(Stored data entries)
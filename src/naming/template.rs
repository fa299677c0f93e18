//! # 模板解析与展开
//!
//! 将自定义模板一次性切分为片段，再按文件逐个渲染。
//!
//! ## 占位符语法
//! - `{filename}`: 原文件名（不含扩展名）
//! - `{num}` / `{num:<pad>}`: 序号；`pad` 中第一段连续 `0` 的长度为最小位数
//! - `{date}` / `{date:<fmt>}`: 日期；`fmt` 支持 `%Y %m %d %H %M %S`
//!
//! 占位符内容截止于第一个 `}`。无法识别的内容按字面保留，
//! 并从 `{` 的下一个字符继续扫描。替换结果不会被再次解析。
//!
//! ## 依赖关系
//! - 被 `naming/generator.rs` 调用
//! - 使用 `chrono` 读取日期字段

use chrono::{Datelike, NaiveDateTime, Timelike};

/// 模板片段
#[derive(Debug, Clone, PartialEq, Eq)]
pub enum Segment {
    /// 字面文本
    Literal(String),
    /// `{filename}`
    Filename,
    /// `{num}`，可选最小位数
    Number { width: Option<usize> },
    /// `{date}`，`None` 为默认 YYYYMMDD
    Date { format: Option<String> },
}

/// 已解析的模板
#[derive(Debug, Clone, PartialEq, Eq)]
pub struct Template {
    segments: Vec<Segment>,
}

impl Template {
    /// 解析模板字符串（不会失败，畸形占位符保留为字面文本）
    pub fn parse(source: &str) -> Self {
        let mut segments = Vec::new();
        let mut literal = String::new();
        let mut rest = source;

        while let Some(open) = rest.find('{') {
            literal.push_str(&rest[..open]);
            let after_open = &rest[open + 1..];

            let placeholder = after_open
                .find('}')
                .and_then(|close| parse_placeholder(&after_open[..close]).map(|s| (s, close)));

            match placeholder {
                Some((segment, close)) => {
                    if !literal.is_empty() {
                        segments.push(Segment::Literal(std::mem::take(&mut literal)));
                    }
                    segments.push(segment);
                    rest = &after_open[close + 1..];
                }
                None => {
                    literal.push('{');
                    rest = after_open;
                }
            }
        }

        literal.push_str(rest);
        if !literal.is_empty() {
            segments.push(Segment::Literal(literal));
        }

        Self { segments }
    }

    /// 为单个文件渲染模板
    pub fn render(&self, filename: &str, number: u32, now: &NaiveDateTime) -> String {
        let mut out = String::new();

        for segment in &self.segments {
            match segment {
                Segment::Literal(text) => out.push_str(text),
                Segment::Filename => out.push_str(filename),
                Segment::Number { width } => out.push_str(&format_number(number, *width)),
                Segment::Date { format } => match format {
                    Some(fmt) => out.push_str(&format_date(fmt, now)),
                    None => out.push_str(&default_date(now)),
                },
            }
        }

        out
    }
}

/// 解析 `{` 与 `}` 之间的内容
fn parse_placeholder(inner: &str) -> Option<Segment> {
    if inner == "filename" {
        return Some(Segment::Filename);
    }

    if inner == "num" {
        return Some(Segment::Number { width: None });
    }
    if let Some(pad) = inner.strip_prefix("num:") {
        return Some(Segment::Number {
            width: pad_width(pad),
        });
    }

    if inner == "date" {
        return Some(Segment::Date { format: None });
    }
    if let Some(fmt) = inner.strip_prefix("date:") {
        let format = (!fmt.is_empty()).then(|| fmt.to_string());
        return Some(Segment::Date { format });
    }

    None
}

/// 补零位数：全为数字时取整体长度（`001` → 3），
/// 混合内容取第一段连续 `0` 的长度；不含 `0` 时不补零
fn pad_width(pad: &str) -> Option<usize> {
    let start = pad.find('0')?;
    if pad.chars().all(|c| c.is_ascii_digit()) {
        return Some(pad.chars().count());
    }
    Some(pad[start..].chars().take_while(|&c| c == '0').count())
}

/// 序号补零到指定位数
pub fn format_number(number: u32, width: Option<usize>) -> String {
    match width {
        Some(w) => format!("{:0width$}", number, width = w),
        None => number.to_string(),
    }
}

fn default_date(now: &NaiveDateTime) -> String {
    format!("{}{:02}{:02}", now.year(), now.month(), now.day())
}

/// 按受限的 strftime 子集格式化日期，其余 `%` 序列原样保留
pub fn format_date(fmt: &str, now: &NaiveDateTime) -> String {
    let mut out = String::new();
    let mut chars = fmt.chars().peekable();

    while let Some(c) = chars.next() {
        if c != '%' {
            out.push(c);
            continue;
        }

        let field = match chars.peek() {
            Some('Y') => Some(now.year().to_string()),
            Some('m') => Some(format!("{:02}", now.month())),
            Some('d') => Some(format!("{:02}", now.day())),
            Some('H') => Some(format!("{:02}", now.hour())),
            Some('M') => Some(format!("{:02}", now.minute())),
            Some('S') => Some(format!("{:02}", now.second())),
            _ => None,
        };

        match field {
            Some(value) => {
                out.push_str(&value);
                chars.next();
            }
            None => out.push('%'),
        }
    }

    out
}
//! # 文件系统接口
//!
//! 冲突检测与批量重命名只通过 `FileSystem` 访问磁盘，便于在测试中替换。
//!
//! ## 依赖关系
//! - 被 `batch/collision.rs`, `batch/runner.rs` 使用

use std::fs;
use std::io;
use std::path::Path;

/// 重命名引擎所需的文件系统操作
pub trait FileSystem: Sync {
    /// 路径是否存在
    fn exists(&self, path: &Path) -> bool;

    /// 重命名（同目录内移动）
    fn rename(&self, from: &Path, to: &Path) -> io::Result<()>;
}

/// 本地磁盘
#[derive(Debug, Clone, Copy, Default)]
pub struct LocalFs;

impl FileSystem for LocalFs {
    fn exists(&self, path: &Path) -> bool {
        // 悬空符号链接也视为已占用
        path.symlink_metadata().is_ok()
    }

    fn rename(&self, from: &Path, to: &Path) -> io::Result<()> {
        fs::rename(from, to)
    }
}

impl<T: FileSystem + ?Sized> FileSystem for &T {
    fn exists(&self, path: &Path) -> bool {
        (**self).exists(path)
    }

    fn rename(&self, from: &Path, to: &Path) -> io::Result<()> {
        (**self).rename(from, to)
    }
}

:: WORK REQUIRED ::
Each line of the data above is to be set down exactly.

:: OUTPUT BELOW ::
filename src/naming/template.rs
repository fa299677c0f93e18
//! # 模板解析与展开
//!
//! 将自定义模板一次性切分为片段，再按文件逐个渲染。
//!
//! ## 占位符语法
//! - `{filename}`: 原文件名（不含扩展名）
//! - `{num}` / `{num:<pad>}`: 序号；`pad` 中第一段连续 `0` 的长度为最小位数
//! - `{date}` / `{date:<fmt>}`: 日期；`fmt` 支持 `%Y %m %d %H %M %S`
//!
//! 占位符内容截止于第一个 `}`。无法识别的内容按字面保留，
//! 并从 `{` 的下一个字符继续扫描。替换结果不会被再次解析。
//!
//! ## 依赖关系
//! - 被 `naming/generator.rs` 调用
//! - 使用 `chrono` 读取日期字段

use chrono::{Datelike, NaiveDateTime, Timelike};

/// 模板片段
#[derive(Debug, Clone, PartialEq, Eq)]
pub enum Segment {
    /// 字面文本
    Literal(String),
    /// `{filename}`
    Filename,
    /// `{num}`，可选最小位数
    Number { width: Option<usize> },
    /// `{date}`，`None` 为默认 YYYYMMDD
    Date { format: Option<String> },
}

/// 已解析的模板
#[derive(Debug, Clone, PartialEq, Eq)]
pub struct Template {
    segments: Vec<Segment>,
}

impl Template {
    /// 解析模板字符串（不会失败，畸形占位符保留为字面文本）
    pub fn parse(source: &str) -> Self {
        let mut segments = Vec::new();
        let mut literal = String::new();
        let mut rest = source;

        while let Some(open) = rest.find('{') {
            literal.push_str(&rest[..open]);
            let after_open = &rest[open + 1..];

            let placeholder = after_open
                .find('}')
                .and_then(|close| parse_placeholder(&after_open[..close]).map(|s| (s, close)));

            match placeholder {
                Some((segment, close)) => {
                    if !literal.is_empty() {
                        segments.push(Segment::Literal(std::mem::take(&mut literal)));
                    }
                    segments.push(segment);
                    rest = &after_open[close + 1..];
                }
                None => {
                    literal.push('{');
                    rest = after_open;
                }
            }
        }

        literal.push_str(rest);
        if !literal.is_empty() {
            segments.push(Segment::Literal(literal));
        }

        Self { segments }
    }

    /// 为单个文件渲染模板
    pub fn render(&self, filename: &str, number: u32, now: &NaiveDateTime) -> String {
        let mut out = String::new();

        for segment in &self.segments {
            match segment {
                Segment::Literal(text) => out.push_str(text),
                Segment::Filename => out.push_str(filename),
                Segment::Number { width } => out.push_str(&format_number(number, *width)),
                Segment::Date { format } => match format {
                    Some(fmt) => out.push_str(&format_date(fmt, now)),
                    None => out.push_str(&default_date(now)),
                },
            }
        }

        out
    }
}

/// 解析 `{` 与 `}` 之间的内容
fn parse_placeholder(inner: &str) -> Option<Segment> {
    if inner == "filename" {
        return Some(Segment::Filename);
    }

    if inner == "num" {
        return Some(Segment::Number { width: None });
    }
    if let Some(pad) = inner.strip_prefix("num:") {
        return Some(Segment::Number {
            width: pad_width(pad),
        });
    }

    if inner == "date" {
        return Some(Segment::Date { format: None });
    }
    if let Some(fmt) = inner.strip_prefix("date:") {
        let format = (!fmt.is_empty()).then(|| fmt.to_string());
        return Some(Segment::Date { format });
    }

    None
}

/// 补零位数：全为数字时取整体长度（`001` → 3），
/// 混合内容取第一段连续 `0` 的长度；不含 `0` 时不补零
fn pad_width(pad: &str) -> Option<usize> {
    let start = pad.find('0')?;
    if pad.chars().all(|c| c.is_ascii_digit()) {
        return Some(pad.chars().count());
    }
    Some(pad[start..].chars().take_while(|&c| c == '0').count())
}

/// 序号补零到指定位数
pub fn format_number(number: u32, width: Option<usize>) -> String {
    match width {
        Some(w) => format!("{:0width$}", number, width = w),
        None => number.to_string(),
    }
}

fn default_date(now: &NaiveDateTime) -> String {
    format!("{}{:02}{:02}", now.year(), now.month(), now.day())
}

/// 按受限的 strftime 子集格式化日期，其余 `%` 序列原样保留
pub fn format_date(fmt: &str, now: &NaiveDateTime) -> String {
    let mut out = String::new();
    let mut chars = fmt.chars().peekable();

    while let Some(c) = chars.next() {
        if c != '%' {
            out.push(c);
            continue;
        }

        let field = match chars.peek() {
            Some('Y') => Some(now.year().to_string()),
            Some('m') => Some(format!("{:02}", now.month())),
            Some('d') => Some(format!("{:02}", now.day())),
            Some('H') => Some(format!("{:02}", now.hour())),
            Some('M') => Some(format!("{:02}", now.minute())),
            Some('S') => Some(format!("{:02}", now.second())),
            _ => None,
        };

        match field {
            Some(value) => {
                out.push_str(&value);
                chars.next();
            }
            None => out.push('%'),
        }
    }

    out
}
//! # 文件系统接口
//!
//! 冲突检测与批量重命名只通过 `FileSystem` 访问磁盘，便于在测试中替换。
//!
//! ## 依赖关系
//! - 被 `batch/collision.rs`, `batch/runner.rs` 使用

use std::fs;
use std::io;
use std::path::Path;

/// 重命名引擎所需的文件系统操作
pub trait FileSystem: Sync {
    /// 路径是否存在
    fn exists(&self, path: &Path) -> bool;

    /// 重命名（同目录内移动）
    fn rename(&self, from: &Path, to: &Path) -> io::Result<()>;
}

/// 本地磁盘
#[derive(Debug, Clone, Copy, Default)]
pub struct LocalFs;

impl FileSystem for LocalFs {
    fn exists(&self, path: &Path) -> bool {
        // 悬空符号链接也视为已占用
        path.symlink_metadata().is_ok()
    }

    fn rename(&self, from: &Path, to: &Path) -> io::Result<()> {
        fs::rename(from, to)
    }
}

impl<T: FileSystem + ?Sized> FileSystem for &T {
    fn exists(&self, path: &Path) -> bool {
        (**self).exists(path)
    }

    fn rename(&self, from: &Path, to: &Path) -> io::Result<()> {
        (**self).rename(from, to)
    }
}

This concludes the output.